(Collected data)
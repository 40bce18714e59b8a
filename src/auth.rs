use serde::{Deserialize, Serialize};

/// Who is using the tracker, as supplied by the identity provider.
#[derive(Debug, Clone, PartialEq, Eq, Serialize, Deserialize)]
pub struct Identity {
    pub user_id: String,
    #[serde(default)]
    pub display_name: String,
    #[serde(default)]
    pub email: String,
}

pub trait IdentityProvider {
    /// The signed-in identity, or `None` for an anonymous session.
    fn current(&self) -> Option<Identity>;
}

/// Identity taken from configuration (config file or `JOBTRACK_USER_*`).
#[derive(Debug, Clone, Default)]
pub struct ConfiguredIdentity {
    identity: Option<Identity>,
}

impl ConfiguredIdentity {
    pub fn new(identity: Option<Identity>) -> Self {
        // A blank user id is treated as signed out
        let identity = identity.filter(|i| !i.user_id.trim().is_empty());
        Self { identity }
    }
}

impl IdentityProvider for ConfiguredIdentity {
    fn current(&self) -> Option<Identity> {
        self.identity.clone()
    }
}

Task objective: Note how many lines of the entries contain the string "Debug", then give that number by itself.

Solution for this problem: 2